He asserted, nevertheless, that he thought circumstances had changed and that India was now becoming a significant role in the Middle East.

But things have changed in the ten years since my trip. “Washington is ignoring one of the most interesting geopolitical developments in the region in years: the emergence of India as a major player in the Middle East,” Cook said. “While US officials and analysts are preoccupied with every diplomatic move Beijing makes and view Chinese investment in the Middle East with suspicion.

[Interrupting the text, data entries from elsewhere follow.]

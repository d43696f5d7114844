//! 单条查询流程 - 流程层
//!
//! 核心职责：定义"一条查询"的完整处理流程
//!
//! 流程顺序：
//! 1. 校验查询 → 构造请求 → 计算缓存键
//! 2. 命中缓存直接返回（不限流、不发请求）
//! 3. 限流 → 传输 → 解析 → 写入缓存
//!
//! 协作式和阻塞式两个执行器共用 `ExecutorCore`，
//! 区别只在于等待限流和执行传输的方式。

use std::sync::Arc;
use std::time::Duration;
use tracing::debug;

use crate::error::GeocoderResult;
use crate::infrastructure::{AsyncTransport, BlockingTransport, DecodedBody, HttpRequest};
use crate::models::{Location, Query};
use crate::providers::Provider;
use crate::services::{CacheKey, RateLimiter, ResultCache};

/// 准备阶段的结果
enum Prepared {
    /// 缓存命中
    Cached(Vec<Location>),
    /// 需要发出远程请求
    Remote {
        request: HttpRequest,
        key: CacheKey,
    },
}

/// 两种执行器共享的部分
///
/// - 不持有传输资源
/// - 限流器和缓存属于客户端，所有并发调用共享同一份
#[derive(Clone)]
pub struct ExecutorCore {
    provider: Arc<dyn Provider>,
    limiter: Arc<RateLimiter>,
    cache: Option<ResultCache>,
    default_timeout: Duration,
}

impl ExecutorCore {
    /// # 参数
    /// - `provider`: 服务适配器
    /// - `limiter`: 客户端的限流器
    /// - `cache`: 结果缓存，None 表示不缓存
    /// - `default_timeout`: 查询未指定超时时使用
    pub fn new(
        provider: Arc<dyn Provider>,
        limiter: Arc<RateLimiter>,
        cache: Option<ResultCache>,
        default_timeout: Duration,
    ) -> Self {
        Self {
            provider,
            limiter,
            cache,
            default_timeout,
        }
    }

    pub fn provider(&self) -> &Arc<dyn Provider> {
        &self.provider
    }

    pub fn limiter(&self) -> &Arc<RateLimiter> {
        &self.limiter
    }

    pub fn cache(&self) -> Option<&ResultCache> {
        self.cache.as_ref()
    }

    fn prepare(&self, query: &Query) -> GeocoderResult<Prepared> {
        query.validate()?;

        let timeout = query.options.timeout.unwrap_or(self.default_timeout);
        let request = self.provider.build_request(query)?.with_timeout(timeout);
        let key = CacheKey::from_request(
            self.provider.name(),
            &request,
            self.provider.secret_params(),
        );

        if let Some(locations) = self.cache.as_ref().and_then(|cache| cache.lookup(&key)) {
            return Ok(Prepared::Cached(shape(query, locations)));
        }

        debug!("[{}] 🔍 {}", self.provider.name(), query);
        Ok(Prepared::Remote { request, key })
    }

    fn finish(&self, query: &Query, key: CacheKey, body: DecodedBody) -> GeocoderResult<Vec<Location>> {
        let locations = self.provider.decode(query, body)?;
        if let Some(cache) = &self.cache {
            cache.store(key, &locations);
        }
        debug!(
            "[{}] ✓ {} 个结果: {}",
            self.provider.name(),
            locations.len(),
            query
        );
        Ok(shape(query, locations))
    }
}

/// 按 `exactly_one` 截断；缓存里保存的是完整结果
fn shape(query: &Query, mut locations: Vec<Location>) -> Vec<Location> {
    if query.options.exactly_one {
        locations.truncate(1);
    }
    locations
}

/// 协作式执行器：在等待限流和网络时挂起任务
#[derive(Clone)]
pub struct AsyncExecutor {
    core: ExecutorCore,
    transport: Arc<dyn AsyncTransport>,
}

impl AsyncExecutor {
    pub fn new(core: ExecutorCore, transport: Arc<dyn AsyncTransport>) -> Self {
        Self { core, transport }
    }

    pub fn core(&self) -> &ExecutorCore {
        &self.core
    }

    pub fn transport(&self) -> &Arc<dyn AsyncTransport> {
        &self.transport
    }

    /// 解析一条查询
    ///
    /// # 返回
    /// 零个或多个定位结果；`exactly_one` 时最多一个
    pub async fn resolve(&self, query: &Query) -> GeocoderResult<Vec<Location>> {
        let (request, key) = match self.core.prepare(query)? {
            Prepared::Cached(locations) => return Ok(locations),
            Prepared::Remote { request, key } => (request, key),
        };

        self.core.limiter.acquire().await;
        let body = self.transport.execute(&request).await?;
        self.core.finish(query, key, body)
    }
}

/// 阻塞式执行器：调用线程一直被占用直到结果返回
#[derive(Clone)]
pub struct BlockingExecutor {
    core: ExecutorCore,
    transport: Arc<dyn BlockingTransport>,
}

impl BlockingExecutor {
    pub fn new(core: ExecutorCore, transport: Arc<dyn BlockingTransport>) -> Self {
        Self { core, transport }
    }

    pub fn core(&self) -> &ExecutorCore {
        &self.core
    }

    pub fn transport(&self) -> &Arc<dyn BlockingTransport> {
        &self.transport
    }

    pub fn resolve(&self, query: &Query) -> GeocoderResult<Vec<Location>> {
        let (request, key) = match self.core.prepare(query)? {
            Prepared::Cached(locations) => return Ok(locations),
            Prepared::Remote { request, key } => (request, key),
        };

        self.core.limiter.acquire_blocking();
        let body = self.transport.execute(&request)?;
        self.core.finish(query, key, body)
    }
}

#[cfg(test)]
mod tests {
    use super::*;
    use crate::error::GeocoderError;
    use crate::providers::BanFrance;
    use async_trait::async_trait;
    use std::sync::atomic::{AtomicUsize, Ordering};

    /// 返回两个 BAN 结果，并记录调用次数
    #[derive(Default)]
    struct CountingTransport {
        calls: AtomicUsize,
        fail: bool,
    }

    impl CountingTransport {
        fn reply(&self) -> GeocoderResult<DecodedBody> {
            self.calls.fetch_add(1, Ordering::SeqCst);
            if self.fail {
                return Err(GeocoderError::ServiceUnavailable {
                    status: Some(503),
                    message: "down".to_string(),
                });
            }
            Ok(DecodedBody::Json(serde_json::json!({
                "features": [
                    {"geometry": {"coordinates": [2.316138, 48.86931]},
                     "properties": {"label": "13 Rue de la Paix 75002 Paris"}},
                    {"geometry": {"coordinates": [2.3, 48.8]},
                     "properties": {"label": "Rue de la Paix 75002 Paris"}}
                ]
            })))
        }
    }

    #[async_trait]
    impl AsyncTransport for CountingTransport {
        async fn execute(&self, _request: &HttpRequest) -> GeocoderResult<DecodedBody> {
            self.reply()
        }
    }

    impl BlockingTransport for CountingTransport {
        fn execute(&self, _request: &HttpRequest) -> GeocoderResult<DecodedBody> {
            self.reply()
        }
    }

    fn core(cache: Option<ResultCache>) -> ExecutorCore {
        ExecutorCore::new(
            Arc::new(BanFrance::new()),
            Arc::new(RateLimiter::disabled()),
            cache,
            Duration::from_secs(5),
        )
    }

    #[tokio::test]
    async fn test_cache_hit_skips_transport() {
        let transport = Arc::new(CountingTransport::default());
        let executor = AsyncExecutor::new(core(Some(ResultCache::in_memory())), transport.clone());
        let query = Query::address("13 Rue de la Paix, Paris");

        let first = executor.resolve(&query).await.unwrap();
        let second = executor.resolve(&query).await.unwrap();

        assert_eq!(first, second);
        assert_eq!(transport.calls.load(Ordering::SeqCst), 1);
    }

    #[tokio::test]
    async fn test_exactly_one_applies_after_cache() {
        let transport = Arc::new(CountingTransport::default());
        let executor = AsyncExecutor::new(core(Some(ResultCache::in_memory())), transport.clone());

        let one = executor.resolve(&Query::address("Paix")).await.unwrap();
        let all = executor
            .resolve(&Query::address("Paix").all_results())
            .await
            .unwrap();

        assert_eq!(one.len(), 1);
        assert_eq!(all.len(), 2);
        assert_eq!(transport.calls.load(Ordering::SeqCst), 1);
    }

    #[tokio::test]
    async fn test_errors_are_not_cached() {
        let transport = Arc::new(CountingTransport {
            fail: true,
            ..Default::default()
        });
        let cache = ResultCache::in_memory();
        let executor = AsyncExecutor::new(core(Some(cache.clone())), transport.clone());

        for _ in 0..2 {
            assert!(executor.resolve(&Query::address("Paris")).await.is_err());
        }
        assert_eq!(transport.calls.load(Ordering::SeqCst), 2);
        assert!(cache.is_empty());
    }

    #[test]
    fn test_invalid_query_never_reaches_transport() {
        let transport = Arc::new(CountingTransport::default());
        let executor = BlockingExecutor::new(core(None), transport.clone());

        assert!(matches!(
            executor.resolve(&Query::address("   ")),
            Err(GeocoderError::Query(_))
        ));
        assert_eq!(transport.calls.load(Ordering::SeqCst), 0);
    }

    #[test]
    fn test_blocking_without_cache_calls_every_time() {
        let transport = Arc::new(CountingTransport::default());
        let executor = BlockingExecutor::new(core(None), transport.clone());

        for _ in 0..3 {
            let locations = executor.resolve(&Query::address("Paris")).unwrap();
            assert_eq!(locations[0].latitude, 48.86931);
        }
        assert_eq!(transport.calls.load(Ordering::SeqCst), 3);
    }
}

In terms of New Delhi’s contacts in the area, he continued, India-Israel ties are possibly the most developed.

India did recognise Israel in 1950, but full diplomatic relations between the two nations were not established until 1992. They have become closer since then, especially in recent years. Prime Minister Narendra Modi was the first head of state from India to visit Israel in 2017, and his Israeli counterpart did the same the year after.

Beyond the fanfare of these trips, he noted, India-Israeli ties have quickly grown in a number of industries, particularly high-tech and defence.

According to Cook, who cited the Stockholm International Peace Research Institute, Israel was one of India’s top three arms suppliers in 2021, and recent press reports from India suggest that the two nations are looking into the possibility of coproducing weaponry.

Due to Israel’s limited market and (to many in India) contentious politics, the Indian business community has historically avoided investing there as well, but this may be changing, he noted.

“In 2022, the Adani Group and an Israeli partner won a 1.2 billion USD tender for Haifa Port. A free trade agreement between India and Israel is also being negotiated. The connection between India and Israel is undoubtedly difficult. India continues to back the Palestinians unwaveringly, maintains cordial relations with Iran, from which New Delhi has acquired substantial quantities of oil, and Indian elites frequently view Israel through the lens of their own colonial history, the analyst continued.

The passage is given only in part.